WHAT YOU ARE ASKED TO DO ::
All of these records need to be duplicated exactly.

Excerpts from a dataset
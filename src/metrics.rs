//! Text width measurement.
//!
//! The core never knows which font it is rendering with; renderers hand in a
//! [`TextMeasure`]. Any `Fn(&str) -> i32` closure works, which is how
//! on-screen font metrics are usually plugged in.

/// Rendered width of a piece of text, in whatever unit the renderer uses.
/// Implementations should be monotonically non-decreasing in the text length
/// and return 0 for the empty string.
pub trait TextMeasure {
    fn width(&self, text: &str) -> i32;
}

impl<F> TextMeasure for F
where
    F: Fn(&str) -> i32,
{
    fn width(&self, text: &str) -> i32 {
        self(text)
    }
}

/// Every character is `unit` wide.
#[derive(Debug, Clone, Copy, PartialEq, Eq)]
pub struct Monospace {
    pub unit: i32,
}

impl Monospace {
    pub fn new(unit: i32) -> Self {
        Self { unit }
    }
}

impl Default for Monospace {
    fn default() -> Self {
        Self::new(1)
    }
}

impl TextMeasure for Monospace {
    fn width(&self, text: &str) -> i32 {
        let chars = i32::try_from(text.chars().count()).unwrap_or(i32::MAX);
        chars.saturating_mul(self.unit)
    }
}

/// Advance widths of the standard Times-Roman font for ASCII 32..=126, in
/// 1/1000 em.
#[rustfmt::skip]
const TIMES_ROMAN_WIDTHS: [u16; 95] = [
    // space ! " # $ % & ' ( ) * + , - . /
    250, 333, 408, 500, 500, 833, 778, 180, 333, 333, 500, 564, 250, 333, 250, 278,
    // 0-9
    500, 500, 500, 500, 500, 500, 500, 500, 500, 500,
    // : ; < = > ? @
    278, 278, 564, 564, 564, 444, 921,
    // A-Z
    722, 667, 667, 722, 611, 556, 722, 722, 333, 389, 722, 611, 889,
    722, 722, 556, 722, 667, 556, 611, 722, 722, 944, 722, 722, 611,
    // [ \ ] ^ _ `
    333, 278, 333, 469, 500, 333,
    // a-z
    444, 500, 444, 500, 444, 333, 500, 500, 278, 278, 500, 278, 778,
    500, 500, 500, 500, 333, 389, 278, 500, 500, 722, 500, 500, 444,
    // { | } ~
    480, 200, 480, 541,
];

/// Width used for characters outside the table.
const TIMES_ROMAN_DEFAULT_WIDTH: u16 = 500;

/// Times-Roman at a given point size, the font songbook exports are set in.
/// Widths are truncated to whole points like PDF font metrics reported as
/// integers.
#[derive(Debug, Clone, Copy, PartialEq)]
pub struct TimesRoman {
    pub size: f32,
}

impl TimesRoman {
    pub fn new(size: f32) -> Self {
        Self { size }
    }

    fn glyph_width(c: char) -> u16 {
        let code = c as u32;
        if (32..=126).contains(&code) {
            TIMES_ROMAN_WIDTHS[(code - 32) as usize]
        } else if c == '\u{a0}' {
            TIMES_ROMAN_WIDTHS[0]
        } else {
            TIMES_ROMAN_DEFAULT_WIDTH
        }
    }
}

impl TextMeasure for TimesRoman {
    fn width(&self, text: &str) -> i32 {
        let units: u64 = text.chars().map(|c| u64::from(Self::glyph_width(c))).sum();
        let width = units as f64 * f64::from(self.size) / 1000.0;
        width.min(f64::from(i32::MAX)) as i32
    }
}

OUTPUT FOR THIS TASK ::
filename src/metrics.rs
//! Text width measurement.
//!
//! The core never knows which font it is rendering with; renderers hand in a
//! [`TextMeasure`]. Any `Fn(&str) -> i32` closure works, which is how
//! on-screen font metrics are usually plugged in.

/// Rendered width of a piece of text, in whatever unit the renderer uses.
/// Implementations should be monotonically non-decreasing in the text length
/// and return 0 for the empty string.
pub trait TextMeasure {
    fn width(&self, text: &str) -> i32;
}

impl<F> TextMeasure for F
where
    F: Fn(&str) -> i32,
{
    fn width(&self, text: &str) -> i32 {
        self(text)
    }
}

/// Every character is `unit` wide.
#[derive(Debug, Clone, Copy, PartialEq, Eq)]
pub struct Monospace {
    pub unit: i32,
}

impl Monospace {
    pub fn new(unit: i32) -> Self {
        Self { unit }
    }
}

impl Default for Monospace {
    fn default() -> Self {
        Self::new(1)
    }
}

impl TextMeasure for Monospace {
    fn width(&self, text: &str) -> i32 {
        let chars = i32::try_from(text.chars().count()).unwrap_or(i32::MAX);
        chars.saturating_mul(self.unit)
    }
}

/// Advance widths of the standard Times-Roman font for ASCII 32..=126, in
/// 1/1000 em.
#[rustfmt::skip]
const TIMES_ROMAN_WIDTHS: [u16; 95] = [
    // space ! " # $ % & ' ( ) * + , - . /
    250, 333, 408, 500, 500, 833, 778, 180, 333, 333, 500, 564, 250, 333, 250, 278,
    // 0-9
    500, 500, 500, 500, 500, 500, 500, 500, 500, 500,
    // : ; < = > ? @
    278, 278, 564, 564, 564, 444, 921,
    // A-Z
    722, 667, 667, 722, 611, 556, 722, 722, 333, 389, 722, 611, 889,
    722, 722, 556, 722, 667, 556, 611, 722, 722, 944, 722, 722, 611,
    // [ \ ] ^ _ `
    333, 278, 333, 469, 500, 333,
    // a-z
    444, 500, 444, 500, 444, 333, 500, 500, 278, 278, 500, 278, 778,
    500, 500, 500, 500, 333, 389, 278, 500, 500, 722, 500, 500, 444,
    // { | } ~
    480, 200, 480, 541,
];

/// Width used for characters outside the table.
const TIMES_ROMAN_DEFAULT_WIDTH: u16 = 500;

/// Times-Roman at a given point size, the font songbook exports are set in.
/// Widths are truncated to whole points like PDF font metrics reported as
/// integers.
#[derive(Debug, Clone, Copy, PartialEq)]
pub struct TimesRoman {
    pub size: f32,
}

impl TimesRoman {
    pub fn new(size: f32) -> Self {
        Self { size }
    }

    fn glyph_width(c: char) -> u16 {
        let code = c as u32;
        if (32..=126).contains(&code) {
            TIMES_ROMAN_WIDTHS[(code - 32) as usize]
        } else if c == '\u{a0}' {
            TIMES_ROMAN_WIDTHS[0]
        } else {
            TIMES_ROMAN_DEFAULT_WIDTH
        }
    }
}

impl TextMeasure for TimesRoman {
    fn width(&self, text: &str) -> i32 {
        let units: u64 = text.chars().map(|c| u64::from(Self::glyph_width(c))).sum();
        let width = units as f64 * f64::from(self.size) / 1000.0;
        width.min(f64::from(i32::MAX)) as i32
    }
}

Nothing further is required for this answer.